#### [Your goal]
In the entries below, the lines from the one with "repository bbd4daa09194e430" through the one with "images passed to the writer." are to be copied exactly; both ends count.

(Records excerpted from a collection)
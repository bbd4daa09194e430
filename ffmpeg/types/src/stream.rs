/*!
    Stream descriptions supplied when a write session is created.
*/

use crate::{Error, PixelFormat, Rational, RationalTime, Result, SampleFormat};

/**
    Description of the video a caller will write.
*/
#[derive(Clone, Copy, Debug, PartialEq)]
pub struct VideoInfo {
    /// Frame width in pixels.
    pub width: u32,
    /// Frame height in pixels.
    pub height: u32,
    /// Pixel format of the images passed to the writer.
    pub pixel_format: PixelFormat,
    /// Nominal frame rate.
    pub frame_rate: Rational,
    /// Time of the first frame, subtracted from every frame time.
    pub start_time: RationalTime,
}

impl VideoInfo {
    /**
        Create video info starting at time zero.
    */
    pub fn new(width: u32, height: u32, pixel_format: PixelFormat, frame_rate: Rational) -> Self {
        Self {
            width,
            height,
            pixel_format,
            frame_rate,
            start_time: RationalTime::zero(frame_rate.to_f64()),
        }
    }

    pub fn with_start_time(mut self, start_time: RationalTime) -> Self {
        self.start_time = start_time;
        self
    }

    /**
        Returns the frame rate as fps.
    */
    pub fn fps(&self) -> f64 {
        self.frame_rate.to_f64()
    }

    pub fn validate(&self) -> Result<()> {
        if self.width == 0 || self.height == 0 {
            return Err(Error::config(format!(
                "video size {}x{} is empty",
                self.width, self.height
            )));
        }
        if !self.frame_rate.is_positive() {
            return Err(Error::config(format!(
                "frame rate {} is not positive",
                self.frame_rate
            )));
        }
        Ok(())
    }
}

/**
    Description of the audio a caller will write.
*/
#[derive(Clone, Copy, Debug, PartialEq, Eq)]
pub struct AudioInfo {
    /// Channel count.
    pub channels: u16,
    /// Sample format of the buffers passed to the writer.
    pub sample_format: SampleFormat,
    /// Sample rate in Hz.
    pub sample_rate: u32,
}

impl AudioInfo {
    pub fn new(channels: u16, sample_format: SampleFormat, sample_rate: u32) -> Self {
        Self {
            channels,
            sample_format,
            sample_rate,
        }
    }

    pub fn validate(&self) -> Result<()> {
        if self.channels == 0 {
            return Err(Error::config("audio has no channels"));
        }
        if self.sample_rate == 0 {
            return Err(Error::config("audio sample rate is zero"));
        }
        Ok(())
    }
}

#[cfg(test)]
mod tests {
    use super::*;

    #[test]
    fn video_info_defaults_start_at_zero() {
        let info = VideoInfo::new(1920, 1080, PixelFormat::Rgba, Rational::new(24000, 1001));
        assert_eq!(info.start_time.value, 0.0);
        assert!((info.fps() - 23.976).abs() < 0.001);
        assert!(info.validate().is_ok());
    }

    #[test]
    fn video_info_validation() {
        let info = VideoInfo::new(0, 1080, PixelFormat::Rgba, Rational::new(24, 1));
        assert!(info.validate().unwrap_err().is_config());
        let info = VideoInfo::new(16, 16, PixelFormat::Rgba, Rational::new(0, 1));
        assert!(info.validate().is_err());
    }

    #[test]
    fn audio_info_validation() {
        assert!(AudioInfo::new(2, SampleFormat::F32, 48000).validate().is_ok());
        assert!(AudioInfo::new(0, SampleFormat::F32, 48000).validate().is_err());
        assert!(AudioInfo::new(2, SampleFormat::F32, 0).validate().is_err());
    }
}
==
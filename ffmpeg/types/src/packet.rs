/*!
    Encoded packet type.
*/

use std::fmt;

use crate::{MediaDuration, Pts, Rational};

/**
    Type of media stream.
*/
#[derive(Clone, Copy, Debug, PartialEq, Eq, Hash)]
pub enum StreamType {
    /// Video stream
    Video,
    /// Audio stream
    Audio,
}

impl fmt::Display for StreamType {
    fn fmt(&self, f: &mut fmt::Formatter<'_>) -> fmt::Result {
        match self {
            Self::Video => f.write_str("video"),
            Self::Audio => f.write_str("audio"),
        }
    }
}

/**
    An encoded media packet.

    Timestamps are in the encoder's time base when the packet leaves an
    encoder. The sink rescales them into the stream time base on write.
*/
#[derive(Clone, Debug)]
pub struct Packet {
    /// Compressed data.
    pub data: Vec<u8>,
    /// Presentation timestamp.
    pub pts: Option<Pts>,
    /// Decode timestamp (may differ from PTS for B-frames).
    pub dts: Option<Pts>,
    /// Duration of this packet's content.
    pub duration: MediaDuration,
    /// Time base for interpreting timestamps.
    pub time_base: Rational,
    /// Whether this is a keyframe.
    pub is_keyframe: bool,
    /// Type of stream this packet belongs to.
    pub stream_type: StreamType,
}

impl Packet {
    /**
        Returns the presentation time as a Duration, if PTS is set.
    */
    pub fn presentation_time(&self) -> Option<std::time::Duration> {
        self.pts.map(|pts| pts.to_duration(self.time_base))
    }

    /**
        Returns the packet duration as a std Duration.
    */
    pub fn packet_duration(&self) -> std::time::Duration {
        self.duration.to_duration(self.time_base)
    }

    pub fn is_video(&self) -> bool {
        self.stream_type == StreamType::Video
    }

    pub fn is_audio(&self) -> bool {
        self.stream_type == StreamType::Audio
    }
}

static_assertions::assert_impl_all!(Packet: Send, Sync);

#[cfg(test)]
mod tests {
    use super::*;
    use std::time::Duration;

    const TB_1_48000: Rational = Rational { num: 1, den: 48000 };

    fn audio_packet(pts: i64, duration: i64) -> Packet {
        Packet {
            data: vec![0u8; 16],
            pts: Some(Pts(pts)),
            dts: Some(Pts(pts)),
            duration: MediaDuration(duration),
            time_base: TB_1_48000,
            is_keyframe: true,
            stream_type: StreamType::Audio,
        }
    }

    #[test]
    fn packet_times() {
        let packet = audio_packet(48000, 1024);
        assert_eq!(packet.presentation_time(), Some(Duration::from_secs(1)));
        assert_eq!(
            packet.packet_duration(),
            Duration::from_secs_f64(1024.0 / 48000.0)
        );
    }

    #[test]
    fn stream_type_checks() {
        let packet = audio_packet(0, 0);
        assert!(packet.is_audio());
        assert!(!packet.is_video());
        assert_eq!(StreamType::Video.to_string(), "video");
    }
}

#### [Answer below]
repository bbd4daa09194e430
filename ffmpeg/types/src/stream.rs
/*!
    Stream descriptions supplied when a write session is created.
*/

use crate::{Error, PixelFormat, Rational, RationalTime, Result, SampleFormat};

/**
    Description of the video a caller will write.
*/
#[derive(Clone, Copy, Debug, PartialEq)]
pub struct VideoInfo {
    /// Frame width in pixels.
    pub width: u32,
    /// Frame height in pixels.
    pub height: u32,
    /// Pixel format of the images passed to the writer.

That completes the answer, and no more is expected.